Akt/GSK-3β axis as a new signaling pathway of the histamine H₃ receptor

Drugs targeting the histamine H₃ receptor (H₃R) are suggested to be beneficial for the treatment of neurodegenerative diseases, such as Alzheimer's and Parkinson's disease. The H₃R activates Gi/o-proteins to inhibit adenylyl cyclase activity and modulates phospholipase A₂ and MAPK activity. Herein we show that, in transfected SK-N-MC cells, the H₃R modulates the activity of the Akt/Glycogen synthase kinase 3β (GSK-3β) axis both in a constitutive and agonist-dependent fashion. H₃R stimulation with the H₃R agonist immepip induces the phosphorylation of both Ser473 and Thr308 on Akt, a serine/threonine kinase that is important for neuronal development and function.

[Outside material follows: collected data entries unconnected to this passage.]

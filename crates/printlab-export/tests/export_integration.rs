//! Integration tests covering the export pipeline end to end: packing,
//! rasterization, vector output, pagination, and cancellation.

use printlab_core::units::Resolution;
use printlab_document::{
    Color, Document, LayerKind, Paint, ParentId, RectLayer, Style, TextLayer,
};
use printlab_export::{
    export, plan_sheet, render_document, render_svg, ArtifactPayload, CancelFlag, ExportFormat,
    ExportRequest, SheetSpec,
};

fn business_card() -> Document {
    let mut doc = Document::new(90.0, 50.0).unwrap();
    doc.set_background(Paint::solid(Color::rgb(245, 245, 240)));
    let frame = doc
        .add_layer(LayerKind::Rect(RectLayer::new(320.0, 170.0)), ParentId::Root)
        .unwrap();
    doc.translate(frame, 10.0, 10.0).unwrap();
    doc.set_style(
        frame,
        Style {
            fill: Some(Paint::solid(Color::rgb(30, 60, 120))),
            ..Default::default()
        },
    )
    .unwrap();
    let name = doc
        .add_layer(
            LayerKind::Text(TextLayer::new("Jane Doe", 18.0)),
            ParentId::Root,
        )
        .unwrap();
    doc.translate(name, 30.0, 40.0).unwrap();
    doc
}

fn a4() -> SheetSpec {
    SheetSpec {
        width_mm: 210.0,
        height_mm: 297.0,
        margin_mm: 5.0,
        gap_mm: 2.0,
    }
}

#[test]
fn test_print_resolution_buffer_size() {
    let res = Resolution::new(300.0, 1.0).unwrap();
    let out = render_document(&business_card(), res, 0.0).unwrap();
    assert_eq!((out.pixmap.width(), out.pixmap.height()), (1063, 591));
}

#[test]
fn test_oversampling_multiplier_doubles_buffer() {
    let res = Resolution::new(300.0, 2.0).unwrap();
    let out = render_document(&business_card(), res, 0.0).unwrap();
    assert_eq!((out.pixmap.width(), out.pixmap.height()), (2126, 1181));
}

#[test]
fn test_ten_cards_per_a4_sheet() {
    let plan = plan_sheet(&a4(), 90.0, 50.0).unwrap();
    assert_eq!(plan.capacity(), 10);
    assert_eq!((plan.cols, plan.rows), (2, 5));
}

#[test]
fn test_sheet_export_renders_requested_copies() {
    let request = ExportRequest {
        format: ExportFormat::Png,
        dpi: 96.0,
        multiplier: 1.0,
        bleed_mm: None,
        crop_marks: false,
        sheet: Some(a4()),
        copies: Some(12),
    };
    let artifact = export(&business_card(), &request, &CancelFlag::new()).unwrap();
    let ArtifactPayload::Pages(pages) = artifact.payload else {
        panic!("expected paginated payload");
    };
    // 12 copies over 10-per-sheet capacity means two pages.
    assert_eq!(pages.len(), 2);
    for page in &pages {
        assert_eq!(&page[1..4], b"PNG");
    }
}

#[test]
fn test_bleed_export_is_larger_but_document_untouched() {
    let doc = business_card();
    let before = doc.clone();

    let plain = export(
        &doc,
        &ExportRequest {
            format: ExportFormat::Png,
            dpi: 96.0,
            multiplier: 1.0,
            bleed_mm: None,
            crop_marks: false,
            sheet: None,
            copies: None,
        },
        &CancelFlag::new(),
    )
    .unwrap();
    let bled = export(
        &doc,
        &ExportRequest {
            format: ExportFormat::Png,
            dpi: 96.0,
            multiplier: 1.0,
            bleed_mm: Some(3.0),
            crop_marks: false,
            sheet: None,
            copies: None,
        },
        &CancelFlag::new(),
    )
    .unwrap();

    let (ArtifactPayload::Raster(plain), ArtifactPayload::Raster(bled)) =
        (plain.payload, bled.payload)
    else {
        panic!("expected raster payloads");
    };
    assert!(bled.len() != plain.len() || bled != plain);
    assert_eq!(doc, before);
}

#[test]
fn test_svg_export_with_crop_marks() {
    let out = render_svg(&business_card(), 2.0, true).unwrap();
    assert!(out.svg.contains("crop-marks"));
    assert!(out.svg.contains("Jane Doe"));
    // Crop marks sit outside the trim box; the viewBox must extend past it.
    assert!(out.svg.contains("viewBox=\"-"));
}

#[test]
fn test_degraded_image_warns_but_exports() {
    let mut doc = business_card();
    let broken = doc
        .add_layer(
            LayerKind::Image(printlab_document::ImageLayer::new("!!definitely not an image!!")),
            ParentId::Root,
        )
        .unwrap();

    let artifact = export(
        &doc,
        &ExportRequest {
            format: ExportFormat::Png,
            dpi: 96.0,
            multiplier: 1.0,
            bleed_mm: None,
            crop_marks: false,
            sheet: None,
            copies: None,
        },
        &CancelFlag::new(),
    )
    .unwrap();

    assert!(matches!(artifact.payload, ArtifactPayload::Raster(_)));
    assert!(artifact
        .warnings
        .iter()
        .any(|w| w.layer == Some(broken)));
}

#[test]
fn test_cancellation_reports_pages_done() {
    let request = ExportRequest {
        format: ExportFormat::Png,
        dpi: 96.0,
        multiplier: 1.0,
        bleed_mm: None,
        crop_marks: false,
        sheet: Some(a4()),
        copies: Some(30),
    };
    let cancel = CancelFlag::new();
    cancel.cancel();
    let err = export(&business_card(), &request, &cancel).unwrap_err();
    assert!(err.is_cancelled());
}
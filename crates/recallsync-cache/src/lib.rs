//! recallsync Cache - In-memory entity cache
//!
//! Keyed store of entity snapshots with freshness state, synchronous
//! subscriber notification, and stale-while-revalidate invalidation.
//!
//! ## Key Components
//!
//! - [`CacheStore`] - The store itself; one entry per [`CacheKey`]
//! - [`CacheEntry`] / [`FreshnessStatus`] - Entry snapshot and lifecycle
//! - [`InvalidationGraph`] - Static mutation → key-family fan-out table
//!
//! ## Lifecycle
//!
//! Entries are created on first read or subscribe and live until explicit
//! invalidation replaces their status or [`CacheStore::clear`] tears the
//! store down at session end. There is no background garbage collection and
//! nothing is persisted across process restarts.
//!
//! [`CacheKey`]: recallsync_core::domain::CacheKey

pub mod entry;
pub mod invalidation;
pub mod store;

pub use entry::{CacheEntry, EntrySnapshot, FreshnessStatus};
pub use invalidation::InvalidationGraph;
pub use store::{CacheStore, Subscription};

The H₃R-mediated activation of Akt can be inhibited by the H₃R inverse agonist thioperamide, and by Wortmannin, LY294002 and PTX, suggesting the observed Akt activation occurs via a Gi/o-mediated activation of phosphoinositide-3-kinase. H₃R activation also results in the phosphorylation of Ser9 on GSK-3β, which acts downstream of Akt and has a prominent role in brain function. In addition, we show the H₃R-mediated phosphorylation of Akt at Ser473 to occur in primary rat cortical neurons and in rat brain slices. The discovery of this signaling property of the H₃R adds new understanding to the roles of histamine and the H₃R in brain function and pathology.